By Middle East Affairs
Yemen’s government military continues to wage battle against Iranian funded Houthi militias killing 250 Houthi militants, including 20 top field commanders.
The fighting took place south of the Hodeidah port, which the U.N. uses to bring relief supplies to the millions of starving Yemenis, that have no other source of food or medicine as much of the country’s infrastructure has been plundered.
A Saudi Press Agency reported that 140 Iran backed Houthi militiamen were captured by Yemen’s army, which Saudi Arabia is supporting.
As Yemen’s army has advanced closer to Hodeida over the last week the fighting has intensified. The U.S. and the U.N. have pleaded that all sides involved in the fighting guarantee the safe passage of humanitarian aid to Yemeni who desperately need it to survive.
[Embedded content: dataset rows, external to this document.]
impl DataFolderService {
    /// Build the service, running loads on the current Tokio runtime if there
    /// is one.
    pub fn new(config: ServiceConfig, engine: Arc<dyn WikiEngine>) -> Self {
        Self::build(config, engine, Handle::try_current().ok())
    }

    /// Build the service, running loads on `runtime`.
    pub fn with_runtime(
        config: ServiceConfig,
        engine: Arc<dyn WikiEngine>,
        runtime: Handle,
    ) -> Self {
        Self::build(config, engine, Some(runtime))
    }

    fn build(config: ServiceConfig, engine: Arc<dyn WikiEngine>, runtime: Option<Handle>) -> Self {
        Self {
            inner: Arc::new(Inner {
                config,
                engine,
                registry: Mutex::new(HashMap::new()),
                generations: AtomicU64::new(0),
                awaiting: Arc::new(AwaitingSockets::new()),
                relay: Arc::new(BroadcastRelay::new()),
                runtime,
            }),
        }
    }

    pub fn config(&self) -> &ServiceConfig {
        &self.inner.config
    }

    /// State of the record at `mount`, if the mount was ever triggered.
    pub fn state(&self, mount: &str) -> Option<FolderState> {
        lock(&self.inner.registry)
            .get(mount)
            .map(|folder| folder.lifecycle.state())
    }

    pub fn mounts(&self) -> Vec<String> {
        let mut mounts: Vec<_> = lock(&self.inner.registry).keys().cloned().collect();
        mounts.sort();
        mounts
    }

    /// Directory backing the record at `mount`.
    pub fn folder(&self, mount: &str) -> Option<PathBuf> {
        lock(&self.inner.registry)
            .get(mount)
            .map(|folder| folder.folder.clone())
    }

    /// Events of the record currently at `mount`.
    pub fn events(&self, mount: &str) -> Option<Arc<FolderEvents>> {
        lock(&self.inner.registry)
            .get(mount)
            .map(|folder| Arc::clone(&folder.events))
    }

    /// Requests buffered at `mount` and not yet handed to a handler.
    pub fn pending_len(&self, mount: &str) -> usize {
        lock(&self.inner.registry)
            .get(mount)
            .map_or(0, |folder| folder.pending.len())
    }

    /// Data folder sockets at `mount` waiting for the load to finish.
    pub fn awaiting_sockets(&self, mount: &str) -> usize {
        self.inner.awaiting.len(mount)
    }

    pub fn relay(&self) -> &Arc<BroadcastRelay> {
        &self.inner.relay
    }

    /// Make sure a record exists for the request's mount.
    ///
    /// Starts a load when the mount has no record, or always when
    /// `force_reload` is set. Returns true if a load was started.
    ///
    /// On reload the fresh record is in the registry before `reload` fires on
    /// the outgoing one, so nothing arriving meanwhile reaches a detached
    /// emitter.
    pub fn trigger(&self, request: &FolderRequest, force_reload: bool) -> bool {
        let mount = request.mount();
        let (generation, events, replaced, orphaned) = {
            let mut registry = lock(&self.inner.registry);
            if !force_reload && registry.contains_key(mount) {
                return false;
            }

            let generation = self.inner.generations.fetch_add(1, Ordering::Relaxed) + 1;
            let mut folder = DataFolder::loading(request.point.folder.clone(), generation);
            let (replaced, orphaned) = match registry.remove(mount) {
                Some(old) => {
                    folder.pending = old.pending;
                    (Some(old.events), self.inner.awaiting.drain_mount(mount))
                }
                None => (None, Vec::new()),
            };
            let events = Arc::clone(&folder.events);
            registry.insert(mount.to_string(), folder);
            (generation, events, replaced, orphaned)
        };

        if let Some(old) = replaced {
            info!(mount, generation, "reloading data folder");
            old.emit_reload();
        }
        for waiting in orphaned {
            waiting.connect.socket.close(close_code::SERVICE_RESTART);
        }
        self.start_load(mount, &request.point.folder, generation, events);
        true
    }

    /// Entry point for HTTP requests the resolver matched to a data folder.
    pub fn handle_request(&self, target: &TreeTarget, ctx: RequestContext) {
        let request = match FolderRequest::new(target, ctx.request.path()) {
            Ok(request) => request,
            Err(e) => {
                warn!(path = ctx.request.path(), error = %e, "cannot compute mount");
                ctx.respond(StatusCode::BAD_REQUEST, e.to_string());
                return;
            }
        };

        let reload = reload_requested(ctx.request.query(), &self.inner.config.reload_param);
        self.trigger(&request, reload);

        let options = self.inner.config.path_options(target.options);
        match canonicalize(
            &request.point,
            &target.resolved,
            &target.stat,
            &request.pathname,
            options,
            reload,
        ) {
            Canonical::Redirect(location) => {
                ctx.redirect(&location);
            }
            Canonical::Delegate => self.dispatch(request.mount(), ctx),
        }
    }

    /// Hand `ctx` to the current handler at `mount`, or queue it.
    pub fn dispatch(&self, mount: &str, ctx: RequestContext) {
        let handler = {
            let mut registry = lock(&self.inner.registry);
            let Some(folder) = registry.get_mut(mount) else {
                warn!(mount, "request for a mount that was never triggered");
                ctx.respond(StatusCode::NOT_FOUND, "Not found");
                return;
            };
            match folder.lifecycle.handler() {
                Some(handler) if !folder.buffers() => handler,
                _ => {
                    folder.pending.push_back(ctx);
                    return;
                }
            }
        };
        handler.serve(ctx);
    }

    /// Entry point for socket upgrades.
    pub fn handle_websocket(&self, target: &TreeTarget, upgrade: SocketUpgrade) -> Connection {
        let socket = SocketHandle::new(upgrade.socket);
        let pathname = upgrade.request.path();
        if pathname.is_empty() {
            socket.close(close_code::BAD_REQUEST);
            return Connection::Rejected;
        }

        if !target.stat.is_datafolder() {
            return Connection::Relay(self.inner.relay.join(pathname, socket));
        }

        if !upgrade.allow.datafolder {
            debug!(path = pathname, "datafolder socket without permission");
            socket.close(close_code::FORBIDDEN);
            return Connection::Rejected;
        }

        let request = match FolderRequest::new(target, pathname) {
            Ok(request) => request,
            Err(e) => {
                warn!(path = pathname, error = %e, "cannot compute mount");
                socket.close(close_code::BAD_REQUEST);
                return Connection::Rejected;
            }
        };
        self.trigger(&request, false);

        let mount = request.mount().to_string();
        let id = socket.id();
        let (connect, incoming) = ClientConnect::new(socket, request);
        let member = FolderMember::new(
            mount.clone(),
            id,
            incoming,
            Arc::clone(&self.inner.awaiting),
        );

        let delivery = {
            let registry = lock(&self.inner.registry);
            match registry.get(&mount) {
                Some(folder) => match folder.lifecycle.state() {
                    FolderState::Loading => {
                        self.inner.awaiting.push(
                            &mount,
                            AwaitingSocket {
                                generation: folder.generation,
                                connect,
                            },
                        );
                        let service = Arc::downgrade(&self.inner);
                        let waiting_on = mount.clone();
                        folder.events.once_preload(move || {
                            if let Some(inner) = service.upgrade() {
                                DataFolderService { inner }.deliver_awaiting(&waiting_on, id);
                            }
                        });
                        Delivery::Wait
                    }
                    FolderState::Ready => {
                        Delivery::Now(connect, Arc::clone(&folder.events), folder.generation)
                    }
                    FolderState::Failed => Delivery::Refuse(connect, close_code::INTERNAL_ERROR),
                },
                None => Delivery::Refuse(connect, close_code::INTERNAL_ERROR),
            }
        };

        if let Delivery::Wait = delivery {
            debug!(%mount, socket = %id, "socket waiting for data folder");
        }
        self.deliver(&mount, delivery);
        Connection::Datafolder(member)
    }

    fn deliver(&self, mount: &str, delivery: Delivery) {
        match delivery {
            Delivery::Wait => {}
            Delivery::Now(connect, events, generation) => {
                debug!(mount, socket = %connect.socket.id(), "ws-client-connect");
                if events.emit_client_connect(&connect) > 0 {
                    return;
                }
                // No listener owns the socket.
                let current = lock(&self.inner.registry)
                    .get(mount)
                    .is_some_and(|folder| folder.generation == generation);
                let code = if current {
                    close_code::INTERNAL_ERROR
                } else {
                    close_code::SERVICE_RESTART
                };
                debug!(
                    mount,
                    socket = %connect.socket.id(),
                    code,
                    "no listener took the socket"
                );
                connect.socket.close(code);
            }
            Delivery::Refuse(connect, code) => connect.socket.close(code),
        }
    }

    fn deliver_awaiting(&self, mount: &str, id: SocketId) {
        let delivery = {
            let registry = lock(&self.inner.registry);
            let Some(waiting) = self.inner.awaiting.remove(mount, id) else {
                return;
            };
            match registry
                .get(mount)
                .filter(|folder| folder.generation == waiting.generation)
            {
                Some(folder) => match folder.lifecycle.state() {
                    FolderState::Ready => {
                        let events = Arc::clone(&folder.events);
                        Delivery::Now(waiting.connect, events, folder.generation)
                    }
                    FolderState::Failed => {
                        Delivery::Refuse(waiting.connect, close_code::INTERNAL_ERROR)
                    }
                    FolderState::Loading => {
                        Delivery::Refuse(waiting.connect, close_code::SERVICE_RESTART)
                    }
                },
                None => Delivery::Refuse(waiting.connect, close_code::SERVICE_RESTART),
            }
        };
        self.deliver(mount, delivery);
    }

    fn start_load(&self, mount: &str, folder: &Path, generation: u64, events: Arc<FolderEvents>) {
        let job = LoadJob {
            mount: mount.to_string(),
            folder: folder.to_path_buf(),
            target: self.inner.config.target.clone(),
            variables: self.inner.config.variables.clone(),
            events,
        };
        let engine = Arc::clone(&self.inner.engine);
        let service = self.clone();
        let mount = mount.to_string();
        let runtime = match self.inner.runtime.clone().or_else(|| Handle::try_current().ok()) {
            Some(runtime) => runtime,
            None => {
                let error = LoadError::Aborted("no Tokio runtime to run the load".to_string());
                self.complete(&mount, generation, Err(error));
                return;
            }
        };
        debug!(%mount, generation, "starting data folder load");

        runtime.spawn(async move {
            let outcome = match tokio::spawn(loader::load(engine, job)).await {
                Ok(outcome) => outcome,
                Err(e) => Err(LoadError::Aborted(e.to_string())),
            };
            service.complete(&mount, generation, outcome);
        });
    }

    /// Swap in the handler a load produced, then replay the queue through it.
    fn complete(
        &self,
        mount: &str,
        generation: u64,
        outcome: Result<Arc<ReadyHandler>, LoadError>,
    ) {
        let handler = match outcome {
            Ok(ready) => Handler::Ready(ready),
            Err(e) => {
                error!(mount, generation, error = %e, "data folder failed to load");
                Handler::Failed(Arc::new(LoadFailure::new(
                    &e,
                    &self.inner.config.reload_param,
                )))
            }
        };

        let (events, backlog) = {
            let mut registry = lock(&self.inner.registry);
            let Some(folder) = registry
                .get_mut(mount)
                .filter(|folder| folder.generation == generation)
            else {
                debug!(mount, generation, "load superseded by a reload");
                return;
            };
            folder.lifecycle = handler.clone().into();
            folder.flushing = true;
            (
                Arc::clone(&folder.events),
                std::mem::take(&mut folder.pending),
            )
        };

        events.emit_preload();
        self.replay(mount, generation, &handler, backlog);
    }

    /// Serve `backlog` in order, then anything queued behind it meanwhile.
    fn replay(
        &self,
        mount: &str,
        generation: u64,
        handler: &Handler,
        mut backlog: VecDeque<RequestContext>,
    ) {
        loop {
            if !backlog.is_empty() {
                debug!(mount, count = backlog.len(), "replaying buffered requests");
            }
            for ctx in backlog.drain(..) {
                handler.serve(ctx);
            }

            let mut registry = lock(&self.inner.registry);
            let Some(folder) = registry
                .get_mut(mount)
                .filter(|folder| folder.generation == generation)
            else {
                return;
            };
            if folder.pending.is_empty() {
                folder.flushing = false;
                return;
            }
            backlog = std::mem::take(&mut folder.pending);
        }
    }
}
On Friday, the U.N. said that a military attack on the Red Sea port of Hodeida could claim the lives of many of the 600,000 civilians that live near the port city.
Martin Griffiths, the U.N. envoy for Yemen “is shuttling between Sana’a and also the UAE and Saudi Arabia to hope that there will be a way to avoid the military confrontation in Hodeidah,” said UN Secretary-General Antonio Guterres.
The civil war between Iran backed Houthi began in March 2015 against the government of exiled President Abed Rabbo Mansour Hadi.
During the three years of war, more than 10,000 Yemenis have been killed, and another three million have become displaced. More than 22.2 million people need assistance making it the world’s worst humanitarian disaster, said the U.N., drawing comparisons to Darfur, where millions of civilians suffered as fighting encircled them and they had no place to escape too, trapped inside a war-torn country with no food or medicine. Yemenis are starving by the millions, and diseases such as Malnutrition and cholera have killed thousands over the last three years.